Searching for Callisto
2018, Woodcut print installation with dyed paper and sky chart wall collage
Courtesy of the artist

One of the most interesting aspects of working with prints is the way the image exists in multiple, allowing the opportunity to investigate the effect of repetition in the work. Restating adds emphasis, while also alluding to recurrent thoughts and patterns of behavior. Searching for Callisto has two impressions of a large-scale woodcut mounted on stretched canvas. Depicting an observatory surrounded by honeycomb, the image alludes to a search for understanding.

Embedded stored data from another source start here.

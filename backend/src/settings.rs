//! Application settings loaded via OrthoConfig.
//!
//! Values come from CLI flags, `LOGISTICS_*` environment variables and
//! optional configuration files. Every field is optional; accessors supply the
//! defaults. The JWT signing secret follows a build-mode policy: debug builds
//! fall back to an ephemeral random secret, release builds require an explicit
//! one of at least [`JWT_SECRET_MIN_LEN`] bytes.

use std::fmt;
use std::net::{IpAddr, SocketAddr};
use std::time::Duration;

use chrono::TimeDelta;
use ortho_config::OrthoConfig;
use serde::Deserialize;
use tracing::warn;
use zeroize::Zeroizing;

use crate::domain::{DEFAULT_SWEEP_INTERVAL, RateLimitPolicy, RateLimitPolicyError};
use crate::middleware::{CorsPolicy, CorsPolicyError};

const DEFAULT_HOST: &str = "0.0.0.0";
const DEFAULT_PORT: u16 = 8080;
const DEFAULT_DB_MAX_CONNECTIONS: u32 = 10;
const DEFAULT_JWT_EXPIRY_HOURS: i64 = 24;
const DEFAULT_RATE_LIMIT_RPS: f64 = 10.0;
const DEFAULT_RATE_LIMIT_BURST: u32 = 20;
const DEFAULT_PERSISTENCE_TIMEOUT_MS: u64 = 5_000;

/// Shortest JWT secret accepted in release builds.
pub const JWT_SECRET_MIN_LEN: usize = 32;

/// Build mode for secret validation.
#[derive(Clone, Copy, Debug, Eq, PartialEq)]
pub enum BuildMode {
    /// Debug builds tolerate a missing secret and warn.
    Debug,
    /// Release builds require an explicit, long enough secret.
    Release,
}

impl BuildMode {
    /// Determine the build mode from `cfg!(debug_assertions)`.
    ///
    /// # Examples
    ///
    /// ```rust
    /// use logistics_api::settings::BuildMode;
    ///
    /// let mode = BuildMode::from_debug_assertions();
    /// if cfg!(debug_assertions) {
    ///     assert_eq!(mode, BuildMode::Debug);
    /// } else {
    ///     assert_eq!(mode, BuildMode::Release);
    /// }
    /// ```
    #[must_use]
    pub fn from_debug_assertions() -> Self {
        if cfg!(debug_assertions) {
            Self::Debug
        } else {
            Self::Release
        }
    }
}

/// Errors raised while validating settings.
#[derive(thiserror::Error, Debug, PartialEq)]
pub enum SettingsError {
    #[error("invalid host address `{value}`")]
    InvalidHost { value: String },
    #[error("jwt secret is required in release builds (set LOGISTICS_JWT_SECRET)")]
    MissingJwtSecret,
    #[error("jwt secret must be at least {min_len} bytes, got {length}")]
    JwtSecretTooShort { length: usize, min_len: usize },
    #[error("jwt expiry must be a positive number of hours, got {hours}")]
    InvalidJwtExpiry { hours: i64 },
    #[error("db max connections must be at least 1")]
    InvalidPoolSize,
    #[error(transparent)]
    RateLimit(#[from] RateLimitPolicyError),
    #[error(transparent)]
    Cors(#[from] CorsPolicyError),
}

/// Runtime configuration for the API server.
#[derive(Clone, Deserialize, OrthoConfig)]
#[ortho_config(prefix = "LOGISTICS")]
pub struct AppSettings {
    /// Interface to bind.
    pub host: Option<String>,
    /// Port to bind.
    pub port: Option<u16>,
    /// PostgreSQL URL; in-memory persistence is used when absent.
    pub database_url: Option<String>,
    /// Upper bound on pooled database connections.
    pub db_max_connections: Option<u32>,
    /// HS256 signing secret for bearer tokens.
    pub jwt_secret: Option<String>,
    /// Token lifetime in hours.
    pub jwt_expiry_hours: Option<i64>,
    /// Sustained requests per second allowed per client address.
    pub rate_limit_rps: Option<f64>,
    /// Requests a client address may burst before throttling.
    pub rate_limit_burst: Option<u32>,
    /// Seconds between idle-bucket sweeps.
    pub rate_limit_sweep_secs: Option<u64>,
    /// Deadline, in milliseconds, for each repository call.
    pub persistence_timeout_ms: Option<u64>,
    /// Comma-separated browser origins; every origin is allowed when unset.
    pub cors_allowed_origins: Option<String>,
}

impl fmt::Debug for AppSettings {
    fn fmt(&self, f: &mut fmt::Formatter<'_>) -> fmt::Result {
        f.debug_struct("AppSettings")
            .field("host", &self.host)
            .field("port", &self.port)
            .field("database_url", &self.database_url.as_ref().map(|_| "<redacted>"))
            .field("db_max_connections", &self.db_max_connections)
            .field("jwt_secret", &self.jwt_secret.as_ref().map(|_| "<redacted>"))
            .field("jwt_expiry_hours", &self.jwt_expiry_hours)
            .field("rate_limit_rps", &self.rate_limit_rps)
            .field("rate_limit_burst", &self.rate_limit_burst)
            .field("rate_limit_sweep_secs", &self.rate_limit_sweep_secs)
            .field("persistence_timeout_ms", &self.persistence_timeout_ms)
            .field("cors_allowed_origins", &self.cors_allowed_origins)
            .finish()
    }
}

impl AppSettings {
    /// Socket address built from `host` and `port`.
    pub fn bind_addr(&self) -> Result<SocketAddr, SettingsError> {
        let host = self.host.as_deref().unwrap_or(DEFAULT_HOST);
        let ip: IpAddr = host.parse().map_err(|_| SettingsError::InvalidHost {
            value: host.to_owned(),
        })?;
        Ok(SocketAddr::new(ip, self.port.unwrap_or(DEFAULT_PORT)))
    }

    pub fn database_url(&self) -> Option<&str> {
        self.database_url
            .as_deref()
            .map(str::trim)
            .filter(|url| !url.is_empty())
    }

    pub fn db_max_connections(&self) -> Result<u32, SettingsError> {
        match self.db_max_connections.unwrap_or(DEFAULT_DB_MAX_CONNECTIONS) {
            0 => Err(SettingsError::InvalidPoolSize),
            size => Ok(size),
        }
    }

    /// Token lifetime; must be positive.
    pub fn jwt_ttl(&self) -> Result<TimeDelta, SettingsError> {
        let hours = self.jwt_expiry_hours.unwrap_or(DEFAULT_JWT_EXPIRY_HOURS);
        if hours <= 0 {
            return Err(SettingsError::InvalidJwtExpiry { hours });
        }
        TimeDelta::try_hours(hours).ok_or(SettingsError::InvalidJwtExpiry { hours })
    }

    /// Resolve the signing secret for `mode`.
    ///
    /// A configured secret shorter than [`JWT_SECRET_MIN_LEN`] is rejected in
    /// every mode. Without one, debug builds generate a random secret that
    /// lasts for the life of the process, so tokens do not survive restarts.
    pub fn jwt_secret(&self, mode: BuildMode) -> Result<Zeroizing<Vec<u8>>, SettingsError> {
        match self.jwt_secret.as_deref().filter(|secret| !secret.is_empty()) {
            Some(secret) if secret.len() < JWT_SECRET_MIN_LEN => {
                Err(SettingsError::JwtSecretTooShort {
                    length: secret.len(),
                    min_len: JWT_SECRET_MIN_LEN,
                })
            }
            Some(secret) => Ok(Zeroizing::new(secret.as_bytes().to_vec())),
            None => match mode {
                BuildMode::Debug => {
                    warn!("LOGISTICS_JWT_SECRET not set; using an ephemeral secret (dev only)");
                    Ok(Zeroizing::new(rand::random::<[u8; JWT_SECRET_MIN_LEN]>().to_vec()))
                }
                BuildMode::Release => Err(SettingsError::MissingJwtSecret),
            },
        }
    }

    /// Bucket policy from `rate_limit_burst` and `rate_limit_rps`.
    pub fn rate_limit_policy(&self) -> Result<RateLimitPolicy, SettingsError> {
        Ok(RateLimitPolicy::new(
            self.rate_limit_burst.unwrap_or(DEFAULT_RATE_LIMIT_BURST),
            self.rate_limit_rps.unwrap_or(DEFAULT_RATE_LIMIT_RPS),
        )?)
    }

    pub fn rate_limit_sweep_interval(&self) -> Duration {
        self.rate_limit_sweep_secs
            .filter(|secs| *secs > 0)
            .map_or(DEFAULT_SWEEP_INTERVAL, Duration::from_secs)
    }

    /// Origin allow-list from `cors_allowed_origins`.
    pub fn cors_policy(&self) -> Result<CorsPolicy, SettingsError> {
        let origins = self.cors_allowed_origins.as_deref().unwrap_or_default();
        Ok(CorsPolicy::from_origins(origins.split(','))?)
    }

    pub fn persistence_timeout(&self) -> Duration {
        Duration::from_millis(
            self.persistence_timeout_ms
                .filter(|ms| *ms > 0)
                .unwrap_or(DEFAULT_PERSISTENCE_TIMEOUT_MS),
        )
    }
}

The installation incorporates the abundance of the hive with 400 paper bees folded from woodcut prints. The labor involved in their creation becomes another aspect of the work—the labor of the hive, the obsessive repetition of an act that builds on itself as it continues. Callisto, the nymph transformed into the constellation Ursa Major, is the mother bear of Greek myth. The print is mauled as if by claws. The primal nature of matriarchal bonds, in which we wound ourselves through our own struggles for understanding, is thus examined through the activity of the hive and the mauling of the bear.
The piece continues the theme examining the duality of ianabundance and loss with the honeycomb and the physical wounding—the canvas is slashed, on one side sewn back together with red silk thread, giving the appearance of muscle tissue. The other slashes pour out strips of dyed and printed paper—referencing blood and honey, abundance and loss.